### LISTED RECORDS
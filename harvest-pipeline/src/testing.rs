//! In-memory index store shared by the pipeline tests.

use std::collections::{HashMap, HashSet};

use async_trait::async_trait;
use tokio::sync::Mutex;

use harvest_repository::{IndexStore, StoreError};
use harvest_shared::{BulkItemResponse, OpType, Record};

type Responder = Box<dyn Fn(&Record) -> BulkItemResponse + Send + Sync>;

/// Store calls in the order they were made.
#[derive(Debug, Clone, PartialEq, Eq)]
pub(crate) enum Call {
    CreateIndex(String),
    DeleteAlias(String),
    PutAlias { index: String, alias: String },
    Bulk(usize),
}

/// Mock store that keeps indices and aliases in memory and acknowledges
/// bulk items through a configurable responder.
pub(crate) struct MockStore {
    calls: Mutex<Vec<Call>>,
    indices: Mutex<HashSet<String>>,
    aliases: Mutex<HashMap<String, String>>,
    batches: Mutex<Vec<Vec<Record>>>,
    responder: Responder,
    create_error: Option<StoreError>,
    fail_bulk_at: Option<usize>,
}

fn accept_all(record: &Record) -> BulkItemResponse {
    let status = match record.op {
        OpType::Index | OpType::Create => 201,
        OpType::Update | OpType::Delete => 200,
    };
    let item = BulkItemResponse::new(record.op, status);
    match record.index {
        Some(ref index) => item.with_index(index.clone()),
        None => item,
    }
}

impl MockStore {
    pub(crate) fn new() -> Self {
        Self {
            calls: Mutex::new(Vec::new()),
            indices: Mutex::new(HashSet::new()),
            aliases: Mutex::new(HashMap::new()),
            batches: Mutex::new(Vec::new()),
            responder: Box::new(accept_all),
            create_error: None,
            fail_bulk_at: None,
        }
    }

    /// Acknowledge bulk items with `responder` instead of accepting them all.
    pub(crate) fn with_responder<F>(mut self, responder: F) -> Self
    where
        F: Fn(&Record) -> BulkItemResponse + Send + Sync + 'static,
    {
        self.responder = Box::new(responder);
        self
    }

    /// Start with an index already present.
    pub(crate) fn with_index(self, index: &str) -> Self {
        self.indices.try_lock().unwrap().insert(index.to_string());
        self
    }

    /// Start with an alias bound to an index.
    pub(crate) fn with_alias(self, alias: &str, index: &str) -> Self {
        self.aliases
            .try_lock()
            .unwrap()
            .insert(alias.to_string(), index.to_string());
        self
    }

    /// Fail every create-index request with `error`.
    pub(crate) fn with_create_error(mut self, error: StoreError) -> Self {
        self.create_error = Some(error);
        self
    }

    /// Fail the bulk request with the given zero-based position.
    pub(crate) fn failing_bulk_at(mut self, batch: usize) -> Self {
        self.fail_bulk_at = Some(batch);
        self
    }

    pub(crate) async fn calls(&self) -> Vec<Call> {
        self.calls.lock().await.clone()
    }

    pub(crate) async fn batch_sizes(&self) -> Vec<usize> {
        self.batches.lock().await.iter().map(Vec::len).collect()
    }

    pub(crate) async fn written(&self) -> Vec<Record> {
        self.batches.lock().await.iter().flatten().cloned().collect()
    }

    pub(crate) async fn alias_target(&self, alias: &str) -> Option<String> {
        self.aliases.lock().await.get(alias).cloned()
    }

    pub(crate) async fn has_index(&self, index: &str) -> bool {
        self.indices.lock().await.contains(index)
    }
}

#[async_trait]
impl IndexStore for MockStore {
    async fn create_index(&self, index: &str) -> Result<(), StoreError> {
        self.calls
            .lock()
            .await
            .push(Call::CreateIndex(index.to_string()));
        if let Some(ref error) = self.create_error {
            return Err(error.clone());
        }
        if !self.indices.lock().await.insert(index.to_string()) {
            return Err(StoreError::index_already_exists(index));
        }
        Ok(())
    }

    async fn delete_alias(&self, alias: &str) -> Result<(), StoreError> {
        self.calls
            .lock()
            .await
            .push(Call::DeleteAlias(alias.to_string()));
        match self.aliases.lock().await.remove(alias) {
            Some(_) => Ok(()),
            None => Err(StoreError::not_found(alias)),
        }
    }

    async fn put_alias(&self, index: &str, alias: &str) -> Result<(), StoreError> {
        self.calls.lock().await.push(Call::PutAlias {
            index: index.to_string(),
            alias: alias.to_string(),
        });
        if !self.indices.lock().await.contains(index) {
            return Err(StoreError::not_found(index));
        }
        self.aliases
            .lock()
            .await
            .insert(alias.to_string(), index.to_string());
        Ok(())
    }

    async fn bulk(&self, records: &[Record]) -> Result<Vec<BulkItemResponse>, StoreError> {
        self.calls.lock().await.push(Call::Bulk(records.len()));
        let mut batches = self.batches.lock().await;
        if self.fail_bulk_at == Some(batches.len()) {
            return Err(StoreError::connection("connection reset by peer"));
        }
        batches.push(records.to_vec());
        Ok(records.iter().map(|r| (self.responder)(r)).collect())
    }
}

### INSTRUCTIONS FOR THE TASK
State how many lines of the records contain the string "iter". The number is the whole answer.

### WRITTEN RESPONSE
3